One of Elzbieta’s daughters is now old enough to care for the rest of the children, and Elzbieta also goes to work. Jurgis begins to drink. Ona, pregnant again, develops a consumptive cough and is often seized with spells of hysteria. Hoping to save her job, she allows her boss, Connor, to seduce her. When Jurgis learns of this, he attacks Connor and is sentenced to thirty days in jail. Having time to think in jail, Jurgis sees how unjustly he is treated by society. No longer will he try to be kind, except to his own family. From now on, he will recognize society as an enemy rather than as a friend.
After he serves his sentence, Jurgis goes to look for his family. He finds that they lost the house because they could not meet the payments and moved. He finds them at last in a rooming house. Ona is in labor with her second child, and Jurgis frantically searches for a midwife. By the time he finds one, Ona and the child are past saving. Now he has only little Antanas to live for. He tries to find work. Blacklisted in the stockyards for his attack on Connor, he finally finds a job in a harvesting machine factory. Soon after, he is discharged when his department closes down for a lack of orders.

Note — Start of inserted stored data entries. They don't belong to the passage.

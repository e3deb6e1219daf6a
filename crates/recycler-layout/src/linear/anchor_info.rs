//! Anchor resolution for cold layouts.
//!
//! The anchor is the item that keeps its pixel coordinate across a layout
//! from scratch, so structural changes do not jump the scroll position.

use super::orientation_helper::OrientationHelper;
use crate::error::LayoutError;
use crate::host::LayoutContainer;
use crate::view::ViewHandle;

/// Logical position and pixel coordinate a cold layout fills outward from.
///
/// Only meaningful within one pass.
#[derive(Clone, Copy, Debug, Default, PartialEq, Eq)]
pub struct AnchorInfo {
    /// `None` while the anchor is invalid.
    pub position: Option<usize>,

    /// Coordinate of the anchor's start edge, or its end edge when
    /// `layout_from_end` is set.
    pub coordinate: i32,

    pub layout_from_end: bool,
}

impl AnchorInfo {
    pub fn is_valid(&self) -> bool {
        self.position.is_some()
    }

    pub fn reset(&mut self) {
        self.position = None;
        self.coordinate = 0;
        self.layout_from_end = false;
    }

    /// Anchors to `view` at `position`, keeping the edge the layout grows from.
    pub fn assign_from_view(
        &mut self,
        container: &dyn LayoutContainer,
        helper: &OrientationHelper,
        view: ViewHandle,
        position: usize,
    ) {
        self.coordinate = if self.layout_from_end {
            helper.decorated_end(container, view) + helper.total_space_change(container)
        } else {
            helper.decorated_start(container, view)
        };
        self.position = Some(position);
    }

    /// Anchors `position` to the padded edge the layout grows from.
    pub fn assign_to_padding_edge(
        &mut self,
        container: &dyn LayoutContainer,
        helper: &OrientationHelper,
        position: usize,
    ) {
        self.coordinate = if self.layout_from_end {
            helper.end_after_padding(container)
        } else {
            helper.start_after_padding(container)
        };
        self.position = Some(position);
    }
}

/// Finds the attached child best suited as an anchor, scanning from the start
/// edge (or the end edge when `from_end`).
///
/// Preference order: an in-range, not removed child that overlaps the padded
/// viewport (returned as soon as it is seen); else the first in-range child
/// outside the viewport; else the first in-range removed child.
pub fn find_reference_child(
    container: &dyn LayoutContainer,
    helper: &OrientationHelper,
    item_count: usize,
    from_end: bool,
) -> Result<Option<(ViewHandle, usize)>, LayoutError> {
    let child_count = container.child_count();
    let bounds_start = helper.start_after_padding(container);
    let bounds_end = helper.end_after_padding(container);

    let mut invalid_match = None;
    let mut out_of_bounds_match = None;
    for step in 0..child_count {
        let index = if from_end { child_count - 1 - step } else { step };
        let view = container
            .child_at(index)
            .ok_or(LayoutError::ChildOutOfBounds { index, child_count })?;
        let state = container
            .view_state(view)
            .ok_or(LayoutError::MissingLayoutParams { view })?;
        if state.position >= item_count {
            continue;
        }
        if state.removed {
            // removed item, least preferred
            invalid_match.get_or_insert((view, state.position));
        } else if helper.decorated_start(container, view) >= bounds_end
            || helper.decorated_end(container, view) < bounds_start
        {
            // not visible, less preferred
            out_of_bounds_match.get_or_insert((view, state.position));
        } else {
            return Ok(Some((view, state.position)));
        }
    }
    Ok(out_of_bounds_match.or(invalid_match))
}

#[cfg(test)]
mod tests {
    use super::*;

    #[test]
    fn test_reset_invalidates() {
        let mut anchor = AnchorInfo {
            position: Some(4),
            coordinate: 120,
            layout_from_end: true,
        };
        assert!(anchor.is_valid());

        anchor.reset();
        assert!(!anchor.is_valid());
        assert_eq!(anchor, AnchorInfo::default());
    }
}
//! State of a single fill operation.

use smallvec::SmallVec;

use crate::view::ViewHandle;

/// Marker for "no next position" in [`LayoutState::current_position`].
pub const NO_POSITION: isize = -1;

/// Direction a fill walks in, relative to the layout axis.
#[derive(Clone, Copy, Debug, Default, PartialEq, Eq, Hash)]
pub enum LayoutDirection {
    ToStart,
    #[default]
    ToEnd,
}

impl LayoutDirection {
    /// Step applied to the logical position per realized item.
    pub fn item_direction(self) -> isize {
        match self {
            Self::ToStart => -1,
            Self::ToEnd => 1,
        }
    }

    /// Sign applied to pixel amounts moving in this direction.
    pub fn sign(self) -> i32 {
        match self {
            Self::ToStart => -1,
            Self::ToEnd => 1,
        }
    }
}

/// A view held outside the container during a pass, with the layout params it
/// had when it was detached.
#[derive(Clone, Copy, Debug, PartialEq, Eq)]
pub struct ScrapEntry {
    pub view: ViewHandle,
    pub position: usize,
    pub removed: bool,
}

/// Views a scrap-list fill may lay out. Usually a handful.
pub type ScrapList = SmallVec<[ScrapEntry; 8]>;

/// Bookkeeping for one fill: where the next view goes, which position it is
/// for, and how much space is left.
///
/// Constructed fresh for every fill and dropped afterwards.
#[derive(Clone, Debug, PartialEq, Eq)]
pub struct LayoutState {
    /// Pixel coordinate of the edge the next view is placed against.
    pub offset: i32,

    /// Pixels still to fill. May go negative once the last view overshoots.
    pub available: i32,

    /// Next logical position to realize in `layout_direction`.
    pub current_position: isize,

    pub layout_direction: LayoutDirection,

    /// Pixels already scrolled past the trailing edge, eligible for eviction.
    /// `None` disables eviction (cold layouts).
    pub scroll_offset: Option<i32>,

    /// When set, only these views are laid out (the predictive disappearing
    /// pass) and `current_position` hops between their positions.
    pub scrap_list: Option<ScrapList>,
}

impl LayoutState {
    /// Fill from `coordinate` toward the end edge, starting at `position`.
    pub fn fill_toward_end(position: isize, coordinate: i32, end_after_padding: i32) -> Self {
        Self {
            offset: coordinate,
            available: end_after_padding - coordinate,
            current_position: position,
            layout_direction: LayoutDirection::ToEnd,
            scroll_offset: None,
            scrap_list: None,
        }
    }

    /// Fill from `coordinate` toward the start edge, starting at `position`.
    pub fn fill_toward_start(position: isize, coordinate: i32, start_after_padding: i32) -> Self {
        Self {
            offset: coordinate,
            available: coordinate - start_after_padding,
            current_position: position,
            layout_direction: LayoutDirection::ToStart,
            scroll_offset: None,
            scrap_list: None,
        }
    }

    /// Fill for a scroll of `abs_delta` pixels.
    ///
    /// `scroll_offset` is how far the reference view's leading edge already
    /// sits beyond the viewport; that part of the scroll needs no new content.
    pub fn for_scroll(
        layout_direction: LayoutDirection,
        current_position: isize,
        offset: i32,
        scroll_offset: i32,
        abs_delta: i32,
    ) -> Self {
        let available = abs_delta.saturating_sub(scroll_offset);
        // never evict more than the scroll asks for
        let scroll_offset = if available < 0 {
            scroll_offset + available
        } else {
            scroll_offset
        };
        Self {
            offset,
            available,
            current_position,
            layout_direction,
            scroll_offset: Some(scroll_offset),
            scrap_list: None,
        }
    }

    /// Fill that lays out only `scrap_list`, beyond `offset`.
    pub fn for_scrap_list(
        layout_direction: LayoutDirection,
        position: usize,
        offset: i32,
        available: i32,
        scrap_list: impl IntoIterator<Item = ScrapEntry>,
    ) -> Self {
        let mut state = Self {
            offset,
            available,
            current_position: position as isize,
            layout_direction,
            scroll_offset: None,
            scrap_list: Some(scrap_list.into_iter().collect()),
        };
        state.assign_position_from_scrap_list();
        state
    }

    /// Whether `current_position` is inside `[0, item_count)`.
    pub fn has_more(&self, item_count: usize) -> bool {
        usize::try_from(self.current_position).is_ok_and(|position| position < item_count)
    }

    /// Moves `current_position` one item in `layout_direction`.
    pub fn advance(&mut self) {
        self.current_position += self.layout_direction.item_direction();
    }

    /// Takes the scrap-list view for `current_position`, if there is one, and
    /// moves `current_position` to the closest remaining one.
    pub fn next_view_from_scrap_list(&mut self) -> Option<ScrapEntry> {
        let current = self.current_position;
        let list = self.scrap_list.as_mut()?;
        let index = list
            .iter()
            .position(|entry| !entry.removed && entry.position as isize == current)?;
        let entry = list.remove(index);
        self.assign_position_from_scrap_list();
        Some(entry)
    }

    /// Points `current_position` at the closest scrap-list view that is not
    /// behind it, or [`NO_POSITION`] when there is none.
    pub fn assign_position_from_scrap_list(&mut self) {
        self.current_position = self
            .next_view_in_limited_list()
            .map_or(NO_POSITION, |entry| entry.position as isize);
    }

    /// Closest non-removed scrap-list view at or ahead of `current_position`.
    pub fn next_view_in_limited_list(&self) -> Option<&ScrapEntry> {
        let list = self.scrap_list.as_ref()?;
        let direction = self.layout_direction.item_direction();
        let mut closest = None;
        let mut closest_distance = isize::MAX;
        for entry in list.iter().filter(|entry| !entry.removed) {
            let distance = (entry.position as isize - self.current_position) * direction;
            if distance < 0 {
                continue; // already passed in this direction
            }
            if distance < closest_distance {
                closest = Some(entry);
                closest_distance = distance;
                if distance == 0 {
                    break;
                }
            }
        }
        closest
    }
}
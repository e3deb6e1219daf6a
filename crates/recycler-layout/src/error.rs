//! Contract violations reported by the layout engine.

use thiserror::Error;

use crate::view::ViewHandle;

/// Host misuse detected during a layout or scroll pass.
///
/// These are never recovered internally: the pass is abandoned as soon as one
/// is hit, and the next host-triggered layout is the retry point.
#[derive(Debug, Clone, Copy, PartialEq, Eq, Error)]
pub enum LayoutError {
    /// The container has no layout parameters (state) for a view it handed out.
    #[error("view {view:?} has no layout params; was it attached to this container?")]
    MissingLayoutParams { view: ViewHandle },

    /// The container reported a child count but could not resolve an index below it.
    #[error("child index {index} out of bounds for {child_count} attached children")]
    ChildOutOfBounds { index: usize, child_count: usize },
}
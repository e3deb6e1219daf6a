//! Virtualized list layout with view recycling.
//!
//! This crate decides which logical items of a scrollable list are visible,
//! where they sit along the layout axis, and which realized views get reused
//! as items scroll in and out of the viewport.
//!
//! # Architecture
//!
//! The engine never owns views. It talks to the host through a small set of
//! capabilities bundled in a [`LayoutContext`]:
//! - [`LayoutContainer`] - attach/detach/measure/position primitives and
//!   padding/edge geometry
//! - [`Recycler`] - obtains a bound view for a position and takes retired views back
//! - [`LayoutPassState`] - item count and pass kind for the current pass
//!
//! [`LinearLayoutManager`] implements [`LayoutAlgorithm`] on top of these:
//! cold layouts resolve an anchor and fill outward from it, scrolls fill the
//! leading edge while evicting views that left the trailing edge.
//!
//! # Example
//!
//! ```rust,ignore
//! let mut manager = LinearLayoutManager::new(LinearLayoutConfig::default());
//! manager.on_layout_children(&mut host.context())?;
//! let consumed = manager.scroll_vertically_by(120, &mut host.context())?;
//! ```

pub mod adapter;
pub mod collections;
pub mod decoration;
pub mod error;
pub mod geometry;
pub mod host;
pub mod linear;
pub mod pool;
pub mod view;

pub use adapter::Adapter;
pub use decoration::{DividerItemDecoration, ItemDecoration};
pub use error::LayoutError;
pub use geometry::{Insets, Rect, Size};
pub use host::{LayoutAlgorithm, LayoutContainer, LayoutContext, LayoutPassState, Recycler};
pub use linear::*;
pub use pool::{RecycledViewPool, DEFAULT_MAX_SCRAP};
pub use view::{ViewHandle, ViewState, ViewType};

Next he goes to work in the steel mills. In order to save money, he moves near the mills and comes home only on weekends. One weekend he comes home to find that Antanas drowned in the street in front of the house. In order to flee his inner demons, his remorse, and his grief, he hops on a freight train and rides away from Chicago. He becomes one of the thousands of hobos and workers; his old strength comes back in healthful, rural surroundings.
In the fall, Jurgis returns to Chicago. He gets a job digging tunnels under the streets. Then a shoulder injury makes him spend weeks in a hospital. Discharged with his arm still in a sling, he becomes a beggar. By luck he obtains a hundred-dollar bill from a drunken son of a packing owner. When he goes to a saloon to get it changed, however, the barkeeper tries to cheat him out of his money. In a rage, Jurgis attacks the man. He is arrested and sent to jail again. There he becomes acquainted with a dapper safecracker, Jack Duane, whom he met during his last incarceration. After their release, Jurgis joins Duane in several muggings and becomes acquainted with Chicago’s underworld. At last, he is making money.
Jurgis becomes a political worker. About that time, the packing plant workers begin to demand more rights through their unions. When packing house operators will not listen to union demands, there is a general strike. Jurgis goes to work in the plant as a scab and is given a managerial position. One night, however, he meets Connor and attacks him again. After getting out on bond and learning that Connor is well connected, Jurgis flees from the district to avoid a penitentiary sentence. On the verge of starvation, he finds Marija working as a prostitute. Jurgis is ashamed to think how low he and Marija fell since they came to Chicago.
Jurgis leaves, despondent, but he happens upon a socialist meeting. He experiences something like a religious transformation. At last, he knows how the workers can find self-respect. He finds a job in a hotel where the manager is a socialist. It is the beginning of a new life for Jurgis, the rebirth of hope and faith.